* [Data for review]
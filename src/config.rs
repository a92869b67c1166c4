use crate::constants::*;
use std::env;
use std::str::FromStr;

#[derive(Debug, Clone)]
pub struct Config {
    pub host: String,
    pub port: u16,
    pub google_maps_api_key: String,
    pub here_api_key: String,
    /// Optional overrides, e.g. for a local proxy or a test double.
    pub places_base_url: Option<String>,
    pub distance_matrix_base_url: Option<String>,
    pub isoline_base_url: Option<String>,
    pub places_language_code: String,
    pub places_region_code: String,
    /// GeoJSON FeatureCollection of municipality polygons (`id`, `name` properties).
    pub boundary_data_path: String,
    pub search_cache_ttl: u64,
    pub isochrone_cache_ttl: u64,
    pub nearby_cache_ttl: u64,
    pub cache_max_entries: u64,
    pub quota: QuotaConfig,
    pub discovery: DiscoveryConfig,
}

#[derive(Debug, Clone)]
pub struct QuotaConfig {
    pub places_hourly_limit: u32,
    pub places_daily_limit: u32,
    pub isoline_hourly_limit: u32,
    pub isoline_daily_limit: u32,
}

impl Default for QuotaConfig {
    fn default() -> Self {
        Self {
            places_hourly_limit: DEFAULT_PLACES_HOURLY_LIMIT,
            places_daily_limit: DEFAULT_PLACES_DAILY_LIMIT,
            isoline_hourly_limit: DEFAULT_ISOLINE_HOURLY_LIMIT,
            isoline_daily_limit: DEFAULT_ISOLINE_DAILY_LIMIT,
        }
    }
}

impl QuotaConfig {
    pub fn from_env() -> Result<Self, String> {
        let defaults = Self::default();

        Ok(Self {
            places_hourly_limit: env_or("PLACES_HOURLY_LIMIT", defaults.places_hourly_limit)?,
            places_daily_limit: env_or("PLACES_DAILY_LIMIT", defaults.places_daily_limit)?,
            isoline_hourly_limit: env_or("HERE_HOURLY_LIMIT", defaults.isoline_hourly_limit)?,
            isoline_daily_limit: env_or("HERE_DAILY_LIMIT", defaults.isoline_daily_limit)?,
        })
    }
}

#[derive(Debug, Clone)]
pub struct DiscoveryConfig {
    /// Kilometers of straight-line reach assumed per minute of driving.
    /// A 60 minute budget with factor 0.7 samples out to 42 km.
    pub time_to_radius_factor: f64,

    /// Clamp applied to the radius derived from a time budget
    pub min_search_radius_km: f64,
    pub max_search_radius_km: f64,

    /// At or below this radius only the origin itself is sampled
    pub single_sample_radius_km: f64,

    /// Approximate spacing between concentric sampling rings
    pub ring_spacing_km: f64,

    /// Radius of the municipality nearby search around each sample point
    pub municipality_search_radius_m: f64,
    pub municipality_results_per_sample: u32,

    /// Sampling stops once this many distinct municipality names are known
    pub max_candidate_municipalities: usize,

    /// Maximum number of city groups returned
    pub max_groups: usize,

    /// Fallback civic-building nearby search around the municipality location
    pub anchor_search_radius_m: f64,
    pub anchor_max_results: u32,

    /// Attraction search around each civic anchor
    pub spot_search_radius_m: f64,
    pub spot_max_results: u32,

    /// Page size of the municipality-scoped attraction text search
    pub municipality_text_page_size: u32,

    /// Appended to the municipality name for the attraction text search
    pub attraction_query_suffix: String,

    /// Appended to the municipality name for the city hall text search
    pub civic_query_suffix: String,

    /// In-flight upstream calls per pipeline step
    pub upstream_concurrency: usize,

    /// Deadline for every individual upstream call
    pub upstream_timeout_secs: u64,
}

impl Default for DiscoveryConfig {
    fn default() -> Self {
        Self {
            time_to_radius_factor: 0.7,
            min_search_radius_km: 5.0,
            max_search_radius_km: 500.0,
            single_sample_radius_km: 50.0,
            ring_spacing_km: 125.0,
            municipality_search_radius_m: 50_000.0,
            municipality_results_per_sample: 20,
            max_candidate_municipalities: 80,
            max_groups: 8,
            anchor_search_radius_m: 15_000.0,
            anchor_max_results: 5,
            spot_search_radius_m: 10_000.0,
            spot_max_results: 20,
            municipality_text_page_size: 20,
            attraction_query_suffix: "北海道 日本 観光名所".to_string(),
            civic_query_suffix: "市役所".to_string(),
            upstream_concurrency: 4,
            upstream_timeout_secs: 15,
        }
    }
}

impl DiscoveryConfig {
    pub fn from_env() -> Result<Self, String> {
        let defaults = Self::default();

        let config = Self {
            time_to_radius_factor: env_or(
                "DISCOVERY_TIME_TO_RADIUS_FACTOR",
                defaults.time_to_radius_factor,
            )?,
            min_search_radius_km: env_or(
                "DISCOVERY_MIN_SEARCH_RADIUS_KM",
                defaults.min_search_radius_km,
            )?,
            max_search_radius_km: env_or(
                "DISCOVERY_MAX_SEARCH_RADIUS_KM",
                defaults.max_search_radius_km,
            )?,
            single_sample_radius_km: env_or(
                "DISCOVERY_SINGLE_SAMPLE_RADIUS_KM",
                defaults.single_sample_radius_km,
            )?,
            ring_spacing_km: env_or("DISCOVERY_RING_SPACING_KM", defaults.ring_spacing_km)?,
            municipality_search_radius_m: env_or(
                "DISCOVERY_MUNICIPALITY_SEARCH_RADIUS_M",
                defaults.municipality_search_radius_m,
            )?,
            municipality_results_per_sample: env_or(
                "DISCOVERY_MUNICIPALITY_RESULTS_PER_SAMPLE",
                defaults.municipality_results_per_sample,
            )?,
            max_candidate_municipalities: env_or(
                "DISCOVERY_MAX_CANDIDATE_MUNICIPALITIES",
                defaults.max_candidate_municipalities,
            )?,
            max_groups: env_or("DISCOVERY_MAX_GROUPS", defaults.max_groups)?,
            anchor_search_radius_m: env_or(
                "DISCOVERY_ANCHOR_SEARCH_RADIUS_M",
                defaults.anchor_search_radius_m,
            )?,
            anchor_max_results: env_or(
                "DISCOVERY_ANCHOR_MAX_RESULTS",
                defaults.anchor_max_results,
            )?,
            spot_search_radius_m: env_or(
                "DISCOVERY_SPOT_SEARCH_RADIUS_M",
                defaults.spot_search_radius_m,
            )?,
            spot_max_results: env_or("DISCOVERY_SPOT_MAX_RESULTS", defaults.spot_max_results)?,
            municipality_text_page_size: env_or(
                "DISCOVERY_MUNICIPALITY_TEXT_PAGE_SIZE",
                defaults.municipality_text_page_size,
            )?,
            attraction_query_suffix: env::var("DISCOVERY_ATTRACTION_QUERY_SUFFIX")
                .unwrap_or(defaults.attraction_query_suffix),
            civic_query_suffix: env::var("DISCOVERY_CIVIC_QUERY_SUFFIX")
                .unwrap_or(defaults.civic_query_suffix),
            upstream_concurrency: env_or(
                "DISCOVERY_UPSTREAM_CONCURRENCY",
                defaults.upstream_concurrency,
            )?,
            upstream_timeout_secs: env_or(
                "DISCOVERY_UPSTREAM_TIMEOUT_SECS",
                defaults.upstream_timeout_secs,
            )?,
        };

        config.validate()?;
        Ok(config)
    }

    pub fn validate(&self) -> Result<(), String> {
        require_positive("DISCOVERY_TIME_TO_RADIUS_FACTOR", self.time_to_radius_factor)?;
        require_positive("DISCOVERY_MIN_SEARCH_RADIUS_KM", self.min_search_radius_km)?;
        require_positive("DISCOVERY_MAX_SEARCH_RADIUS_KM", self.max_search_radius_km)?;
        require_positive("DISCOVERY_SINGLE_SAMPLE_RADIUS_KM", self.single_sample_radius_km)?;
        require_positive("DISCOVERY_RING_SPACING_KM", self.ring_spacing_km)?;
        require_positive(
            "DISCOVERY_MUNICIPALITY_SEARCH_RADIUS_M",
            self.municipality_search_radius_m,
        )?;
        require_positive("DISCOVERY_ANCHOR_SEARCH_RADIUS_M", self.anchor_search_radius_m)?;
        require_positive("DISCOVERY_SPOT_SEARCH_RADIUS_M", self.spot_search_radius_m)?;
        if self.min_search_radius_km > self.max_search_radius_km {
            return Err(
                "DISCOVERY_MIN_SEARCH_RADIUS_KM must not exceed DISCOVERY_MAX_SEARCH_RADIUS_KM"
                    .to_string(),
            );
        }
        if self.upstream_concurrency == 0 {
            return Err("DISCOVERY_UPSTREAM_CONCURRENCY must be at least 1".to_string());
        }
        if self.upstream_timeout_secs == 0 {
            return Err("DISCOVERY_UPSTREAM_TIMEOUT_SECS must be at least 1".to_string());
        }
        Ok(())
    }
}

impl Config {
    pub fn from_env() -> Result<Self, String> {
        dotenv::dotenv().ok();

        Ok(Config {
            host: env::var("HOST").unwrap_or_else(|_| DEFAULT_HOST.to_string()),
            port: env::var("PORT")
                .unwrap_or_else(|_| DEFAULT_PORT.to_string())
                .parse()
                .map_err(|_| "Invalid PORT")?,
            google_maps_api_key: env::var("GOOGLE_MAPS_API_KEY")
                .map_err(|_| "GOOGLE_MAPS_API_KEY must be set")?,
            here_api_key: env::var("HERE_API_KEY").map_err(|_| "HERE_API_KEY must be set")?,
            places_base_url: env::var("PLACES_BASE_URL").ok(),
            distance_matrix_base_url: env::var("DISTANCE_MATRIX_BASE_URL").ok(),
            isoline_base_url: env::var("ISOLINE_BASE_URL").ok(),
            places_language_code: env::var("PLACES_LANGUAGE_CODE")
                .unwrap_or_else(|_| "ja".to_string()),
            places_region_code: env::var("PLACES_REGION_CODE")
                .unwrap_or_else(|_| "JP".to_string()),
            boundary_data_path: env::var("BOUNDARY_DATA_PATH")
                .unwrap_or_else(|_| "data/admin/hokkaido.geojson".to_string()),
            search_cache_ttl: env_or("SEARCH_CACHE_TTL_SEC", DEFAULT_SEARCH_CACHE_TTL_SECONDS)?,
            isochrone_cache_ttl: env_or("ISO_CACHE_TTL_SEC", DEFAULT_ISO_CACHE_TTL_SECONDS)?,
            nearby_cache_ttl: env_or("NEARBY_CACHE_TTL_SEC", DEFAULT_NEARBY_CACHE_TTL_SECONDS)?,
            cache_max_entries: env_or("CACHE_MAX_ENTRIES", DEFAULT_CACHE_MAX_ENTRIES)?,
            quota: QuotaConfig::from_env()?,
            discovery: DiscoveryConfig::from_env()?,
        })
    }

    pub fn server_address(&self) -> String {
        format!("{}:{}", self.host, self.port)
    }
}

/// Read `name` from the environment, falling back to `default` when unset.
fn env_or<T>(name: &str, default: T) -> Result<T, String>
where
    T: FromStr,
{
    match env::var(name) {
        Ok(raw) => raw.trim().parse().map_err(|_| format!("Invalid {}", name)),
        Err(_) => Ok(default),
    }
}

/// Finite and strictly positive; NaN and infinities are rejected.
fn require_positive(name: &str, value: f64) -> Result<(), String> {
    if value.is_finite() && value > 0.0 {
        Ok(())
    } else {
        Err(format!("{} must be a positive number", name))
    }
}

* [Exercise prompt] Say how many lines of the records include the word "Appended", and give nothing but the number.

* [Final answer] 2